[R] reading text file not table
Prof Brian Ripley
ripley at stats.ox.ac.uk
Sat Feb 17 18:19:27 CET 2007
I think he is missing fill=TRUE, which is the default for read.csv but not
read.table. (As Ted Harding implied but as I recall did not spell out.)
If you want to read a file as text, used readLines. You can then extract
the lines you want and use read.table on a textConnection from just those
lines.
On Sat, 17 Feb 2007, Patrick Burns wrote:
> 'count.fields' is often useful in such situations to see how
> R's view of the file differs from your own. (It isn't such
> a rare occurrence for differences to happen when the file
> comes from Excel.)
>
> If I understand properly, you can use
>
> sep='\n'
>
> as part of your alternative plan. But I don't think you would
> need to write a file and read it back in again.
>
>
> Patrick Burns
> patrick at burns-stat.com
> +44 (0)20 8525 0696
> http://www.burns-stat.com
> (home of S Poetry and "A Guide for the Unwilling S User")
>
>
> H. Paul Benton wrote:
>
>> Hello all,
>>
>> I'm looking for a way to be able to read a text file into R. It's a csv
>> file but when I do
>> "txt <-read.table("F00.csv", header=T, sep=",")" It doesn't read the
>> file properly, and I only get 2 columns.

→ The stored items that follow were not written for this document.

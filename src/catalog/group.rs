//! Sub-profession groups, ranked by their best tier.

use std::collections::{BTreeMap, HashSet};

use serde::Serialize;

use crate::catalog::highest_tier_value;
use crate::data::character::Character;
use crate::tiers::TierMap;

pub const OTHER_GROUP: &str = "Other";

#[derive(Debug, Clone, PartialEq, Eq, Serialize)]
#[serde(rename_all = "camelCase")]
pub struct GroupMeta {
    pub key: String,
    pub chars: Vec<Character>,
    pub total: usize,
    pub owned_count: usize,
    pub max_tier_value: i32,
}

/// Characters by `sub_profession_id`; characters without one go to `"Other"`.
pub fn build_groups(chars: &[Character]) -> BTreeMap<String, Vec<Character>> {
    let mut groups: BTreeMap<String, Vec<Character>> = BTreeMap::new();
    for character in chars {
        let key = character
            .sub_profession_id
            .as_deref()
            .filter(|k| !k.is_empty())
            .unwrap_or(OTHER_GROUP);
        groups.entry(key.to_string()).or_default().push(character.clone());
    }
    groups
}

/// `"Other"` last; the rest by best tier descending, then key.
pub fn sort_group_keys(groups: &BTreeMap<String, Vec<Character>>, tiers: &TierMap) -> Vec<String> {
    let mut ranked: Vec<(&String, i32)> = groups
        .iter()
        .map(|(key, members)| (key, highest_tier_value(members, tiers)))
        .collect();
    ranked.sort_by(|(a_key, a_max), (b_key, b_max)| {
        (a_key.as_str() == OTHER_GROUP)
            .cmp(&(b_key.as_str() == OTHER_GROUP))
            .then_with(|| b_max.cmp(a_max))
            .then_with(|| a_key.cmp(b_key))
    });
    ranked.into_iter().map(|(key, _)| key.clone()).collect()
}

pub fn groups_with_meta(
    chars: &[Character],
    tiers: &TierMap,
    owned_ids: &HashSet<String>,
) -> Vec<GroupMeta> {
    let mut groups = build_groups(chars);
    sort_group_keys(&groups, tiers)
        .into_iter()
        .filter_map(|key| {
            let members = groups.remove(&key)?;
            Some(GroupMeta {
                total: members.len(),
                owned_count: members.iter().filter(|c| owned_ids.contains(&c.id)).count(),
                max_tier_value: highest_tier_value(&members, tiers),
                chars: members,
                key,
            })
        })
        .collect()
}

If I open it up in OOc or Excel
>> it open right with 7 columns.
>> What I would really like to do is read the file as text and then split
>> it and read the bottom section where the 7 columns are. Then I would
>> re-read the table with read.table.
>>
>> Thank you for any help,
>>
>> Paul
>>
>>
>>
>
> ______________________________________________
> R-help at stat.math.ethz.ch mailing list
> https://stat.ethz.ch/mailman/listinfo/r-help
> PLEASE do read the posting guide http://www.R-project.org/posting-guide.html
> and provide commented, minimal, self-contained, reproducible code.
>
--
Brian D. Ripley, ripley at stats.ox.ac.uk
Professor of Applied Statistics, http://www.stats.ox.ac.uk/~ripley/
University of Oxford, Tel: +44 1865 272861 (self)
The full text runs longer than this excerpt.